Some outdoor growers also apply either gypsum or calcium sulfate to their soils. Using these amendments requires a little more finesse, though. Adding gypsum to soil with a pH of 5.5 or less can actually increase the plant’s risk of developing aluminum toxicity, so growers should always test their soil pH in advance.
The flip side of using gypsum as an amendment is that it doesn’t substantially alter the soil pH. As long as the soil pH is already in an optimal range, it’s a great way to make some extra calcium available to the plants. Combine it with one or more of the slower-acting amendments listed above for maximum long-term effects.
Marijuana plants need sufficient calcium to grow and thrive, but growers shouldn’t go overboard when applying soil amendments. An excess of calcium can cause nutrient lockouts in soil-based grows. More specifically, excess calcium can cause plant’s roots to stop sufficient uptake of potassium, magnesium, manganese, and iron.
The easiest way to tell if there’s an excess of calcium in the soil is to look for signs that other nutrients are deficient. Symptoms of potassium deficiency include discoloration and death of the plant’s lower leaves, burnt leaf tips, and slowed growth.
The signs of magnesium deficiency are also most readily apparent near the bottom of the plants. The leaves will yellow and become weak, and their outer margins may become brittle and break off. Other signs of magnesium deficiency include blanched shoots and discolored stems and petioles.
Manganese deficiency typically affects new growth first, not mature leaves. It causes leaf yellowing and necrosis, as plants need magnesium to produce the chlorophyll that colors the leaves effectively.
Zinc deficiency causes the veins of mature leaves to turn yellow and creates twisted foliage. Zinc-deficient plants often lose their color and, in severe cases, begin to wilt, or even die.
Since excess calcium prevents the uptake of zinc, manganese, magnesium, and potassium, adding more of these macro- and micronutrients to the soil won’t do anything. Instead, growers should flush their soil thoroughly and reapply more balanced nutrient mixtures that contain more reasonable amounts of calcium along with other essential nutrients. Flushing the plants will also give growers the chance to balance the soil pH, which will improve nutrient absorption.
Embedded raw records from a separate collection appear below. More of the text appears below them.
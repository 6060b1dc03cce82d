//! Command Integration Tests
//!
//! Tests for the on-demand commands: logistics, prevention, satellite and
//! social analysis, including target selection and busy handling.

use std::sync::Arc;

use aegis_command::commands::select_response_target;
use aegis_command::services::store::IncidentStore;
use aegis_command::{
    analyze_satellite_image, analyze_social_feed, generate_logistics_plan,
    generate_prevention_strategy, get_dashboard, trigger_sync, AppError,
};
use aegis_command_core::{DisasterCategory, Priority, Severity};

use crate::support::{rate_limited, test_state, ScriptedModel, PREDICTIONS_JSON};

const PLAN_JSON: &str = r#"{
    "safeZones": [{"name": "Fairgrounds", "capacity": "2,000", "status": "Open"}],
    "hospitals": [{"name": "Ventura General", "traumaLevel": "II", "distance": "4 mi"}],
    "resourceNeeds": ["Water tenders", "N95 masks"],
    "tacticalAdvice": "Hold the eastern line."
}"#;

const PNG_MAGIC: &[u8] = &[0x89, b'P', b'N', b'G', 0x0d, 0x0a, 0x1a, 0x0a, 0, 0, 0, 0];

// ============================================================================
// Logistics Tests
// ============================================================================

#[tokio::test]
async fn test_logistics_defaults_to_first_live_alert() {
    let model = Arc::new(ScriptedModel::new().structured(PLAN_JSON));
    let state = test_state(model.clone());

    let response = generate_logistics_plan(&state, None).await;

    assert!(response.success, "{:?}", response.error);
    let report = response.data.unwrap();
    assert_eq!(report.alert.id, "sample-1");
    assert_eq!(report.plan.safe_zones[0].name, "Fairgrounds");
    assert_eq!(report.plan.medical_facilities[0].trauma_level, "II");
    assert_eq!(report.plan.resource_needs.len(), 2);
    assert_eq!(report.plan.tactical_advice, "Hold the eastern line.");
    assert!(model.prompts()[0].contains("for a Wildfire Risk in Ventura County, California"));
}

#[tokio::test]
async fn test_logistics_for_explicit_alert() {
    let model = Arc::new(ScriptedModel::new().structured("{}"));
    let state = test_state(model.clone());

    let response = generate_logistics_plan(&state, Some("sample-2")).await;

    let report = response.data.unwrap();
    assert_eq!(report.alert.location, "Ishikawa Prefecture, Japan");
    assert!(report.plan.safe_zones.is_empty());
    assert!(report.plan.tactical_advice.is_empty());
}

#[tokio::test]
async fn test_logistics_rejects_forecast() {
    let model = Arc::new(ScriptedModel::new().sync_round(PREDICTIONS_JSON));
    let state = test_state(model.clone());
    trigger_sync(&state).await;
    let forecast_id = {
        let store = state.store().read().await;
        store
            .alerts()
            .iter()
            .find(|a| a.is_prediction)
            .map(|a| a.id.clone())
            .unwrap()
    };
    let calls_before = model.calls();

    let response = generate_logistics_plan(&state, Some(&forecast_id)).await;

    assert!(!response.success);
    assert!(response.error.unwrap().contains("forecast"));
    assert_eq!(model.calls(), calls_before);
}

#[tokio::test]
async fn test_logistics_unknown_alert() {
    let state = test_state(Arc::new(ScriptedModel::new()));

    let err = select_response_target(&state, Some("missing")).await.unwrap_err();

    assert!(matches!(err, AppError::NotFound(_)));
}

#[tokio::test]
async fn test_logistics_without_live_alerts() {
    let state = test_state(Arc::new(ScriptedModel::new()));
    {
        let mut store = state.store().write().await;
        *store = IncidentStore::new(15);
        store.append_predictions(aegis_command::services::normalizer::normalize_predictions(
            PREDICTIONS_JSON,
        ));
    }

    let err = select_response_target(&state, None).await.unwrap_err();

    assert!(matches!(err, AppError::NotFound(_)));
}

#[tokio::test]
async fn test_logistics_busy_rejected() {
    let model = Arc::new(ScriptedModel::new().structured(PLAN_JSON));
    let state = test_state(model.clone());

    let guard = state.logistics_busy().try_acquire().unwrap();
    let response = generate_logistics_plan(&state, None).await;
    assert!(!response.success);
    assert!(response.error.unwrap().starts_with("Busy"));
    assert_eq!(model.calls(), 0);

    drop(guard);
    assert!(generate_logistics_plan(&state, None).await.success);
}

// ============================================================================
// Prevention Tests
// ============================================================================

#[tokio::test]
async fn test_prevention_defaults() {
    let model = Arc::new(ScriptedModel::new().structured(
        r#"{
            "blueprintName": "Ember Shield",
            "readinessScore": 140,
            "checklist": [
                {"task": "Clear brush", "priority": "High"},
                {"task": "Stage pumps", "priority": "urgent"},
                {"task": "", "priority": "Low"}
            ],
            "mitigationSteps": ["Create firebreaks"],
            "evacuationProtocols": ["Notify residents"]
        }"#,
    ));
    let state = test_state(model.clone());

    let response = generate_prevention_strategy(&state, None, None).await;

    let strategy = response.data.unwrap();
    assert_eq!(strategy.name, "Ember Shield");
    assert_eq!(strategy.readiness_score, 100.0);
    assert_eq!(strategy.checklist.len(), 2);
    assert_eq!(strategy.checklist[0].priority, Priority::High);
    assert_eq!(strategy.checklist[1].priority, Priority::Medium);
    assert_eq!(strategy.evacuation_steps, vec!["Notify residents"]);
    assert!(model.prompts()[0].contains("Wildfire scenario in Regional Perimeter"));
}

#[tokio::test]
async fn test_prevention_custom_target() {
    let model = Arc::new(ScriptedModel::new().structured("{}"));
    let state = test_state(model.clone());

    let response =
        generate_prevention_strategy(&state, Some("Flood"), Some("Rhine Delta")).await;

    assert!(response.success);
    assert!(model.prompts()[0].contains("Flood scenario in Rhine Delta"));
}

#[tokio::test(start_paused = true)]
async fn test_prevention_throttled() {
    let model = Arc::new(
        ScriptedModel::new()
            .structured_err(rate_limited())
            .structured_err(rate_limited())
            .structured_err(rate_limited()),
    );
    let state = test_state(model);

    let response = generate_prevention_strategy(&state, None, None).await;

    assert!(!response.success);
    assert!(response.throttled);
    assert!(response.data.is_none());
}

// ============================================================================
// Satellite Tests
// ============================================================================

#[tokio::test]
async fn test_satellite_classifies_image() {
    let dir = tempfile::tempdir().unwrap();
    let path = dir.path().join("capture.png");
    std::fs::write(&path, PNG_MAGIC).unwrap();
    let model = Arc::new(ScriptedModel::new().structured(
        r#"{"disasterType": "Flood", "riskLevel": "Critical", "confidence": 1.4,
            "detectedAnomalies": ["Inundated farmland"], "summary": "River breach."}"#,
    ));
    let state = test_state(model.clone());

    let response = analyze_satellite_image(&state, &path).await;

    let report = response.data.unwrap();
    assert_eq!(report.category, DisasterCategory::Flood);
    assert_eq!(report.severity, Severity::Critical);
    assert_eq!(report.confidence, 1.0);
    assert_eq!(report.anomalies, vec!["Inundated farmland".to_string()]);
    let prompts = model.prompts();
    assert_eq!(prompts[0], "<image/png>");
    assert!(prompts[1].starts_with("Analyze this satellite image"));
}

#[tokio::test]
async fn test_satellite_unknown_category_is_baseline() {
    let dir = tempfile::tempdir().unwrap();
    let path = dir.path().join("capture.png");
    std::fs::write(&path, PNG_MAGIC).unwrap();
    let model = Arc::new(ScriptedModel::new().structured(r#"{"disasterType": "Volcano"}"#));
    let state = test_state(model);

    let report = analyze_satellite_image(&state, &path).await.data.unwrap();

    assert_eq!(report.category, DisasterCategory::None);
    assert_eq!(report.category.label(), "Normal/Baseline");
    assert_eq!(report.severity, Severity::Low);
}

#[tokio::test]
async fn test_satellite_missing_file() {
    let dir = tempfile::tempdir().unwrap();
    let model = Arc::new(ScriptedModel::new());
    let state = test_state(model.clone());

    let response = analyze_satellite_image(&state, &dir.path().join("absent.png")).await;

    assert!(!response.success);
    assert!(!response.throttled);
    assert_eq!(model.calls(), 0);
}

// ============================================================================
// Social Tests
// ============================================================================

#[tokio::test]
async fn test_social_requires_posts() {
    let model = Arc::new(ScriptedModel::new());
    let state = test_state(model.clone());

    let response = analyze_social_feed(&state).await;

    assert!(!response.success);
    assert!(response.error.unwrap().contains("run a sync first"));
    assert_eq!(model.calls(), 0);
}

#[tokio::test]
async fn test_social_analysis_after_sync() {
    let model = Arc::new(
        ScriptedModel::new().sync_round("[]").structured(
            r#"{"postCount": 2, "sentimentScore": -1.7, "trendingKeywords": ["smoke", "sirens"],
                "alertTriggered": true, "rawTextAnalysis": "Rising alarm."}"#,
        ),
    );
    let state = test_state(model.clone());
    assert!(trigger_sync(&state).await.success);

    let response = analyze_social_feed(&state).await;

    let insight = response.data.unwrap();
    assert_eq!(insight.post_count, 2);
    assert_eq!(insight.sentiment_score, -1.0);
    assert!(insight.elevated_concern);
    assert_eq!(insight.trending_keywords, vec!["smoke", "sirens"]);
    assert_eq!(
        model.prompts().last().unwrap(),
        "Analyze these posts: Smoke visible from the harbor\nEvacuation sirens on Main St"
    );

    let view = get_dashboard(&state).await.data.unwrap();
    assert_eq!(view.insight, Some(insight));
}
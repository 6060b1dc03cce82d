//! Satellite Commands

use std::path::Path;

use aegis_command_core::SatelliteReport;

use crate::models::response::CommandResponse;
use crate::services::imagery::load_image;
use crate::state::AppState;
use crate::utils::error::{AppError, AppResult};

/// Classify a satellite image file.
pub async fn analyze_satellite_image(
    state: &AppState,
    path: &Path,
) -> CommandResponse<SatelliteReport> {
    analyze(state, path).await.into()
}

async fn analyze(state: &AppState, path: &Path) -> AppResult<SatelliteReport> {
    let _guard = state
        .satellite_busy()
        .try_acquire()
        .ok_or_else(|| AppError::busy("satellite analysis already in progress"))?;

    let image = load_image(path).await?;
    state
        .intel()
        .analyze_satellite(&image.mime_type, &image.base64_data)
        .await
}
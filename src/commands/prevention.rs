//! Prevention Commands

use aegis_command_core::PreventionStrategy;

use crate::models::response::CommandResponse;
use crate::state::AppState;
use crate::utils::error::{AppError, AppResult};

/// Generate a prevention blueprint; blank arguments use the defaults.
pub async fn generate_prevention_strategy(
    state: &AppState,
    target: Option<&str>,
    location: Option<&str>,
) -> CommandResponse<PreventionStrategy> {
    generate(state, target, location).await.into()
}

async fn generate(
    state: &AppState,
    target: Option<&str>,
    location: Option<&str>,
) -> AppResult<PreventionStrategy> {
    let _guard = state
        .prevention_busy()
        .try_acquire()
        .ok_or_else(|| AppError::busy("prevention synthesis already in progress"))?;
    state.intel().prevention_strategy(target, location).await
}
It takes more than just nitrogen, phosphorous, and potassium to grow healthy, hardy marijuana plants. Without sufficient calcium, the plant’s cell walls, stalks, branches, and roots can suffer, but it’s important to get calcium levels right, as an excess of this vital nutrient can cause an entirely new set of problems. All growers should buy high-quality seeds and pay careful attention to their plants throughout their life cycles to ensure that they are getting enough calcium, but also a full, balanced mix of nutrients appropriate to their current stage of life.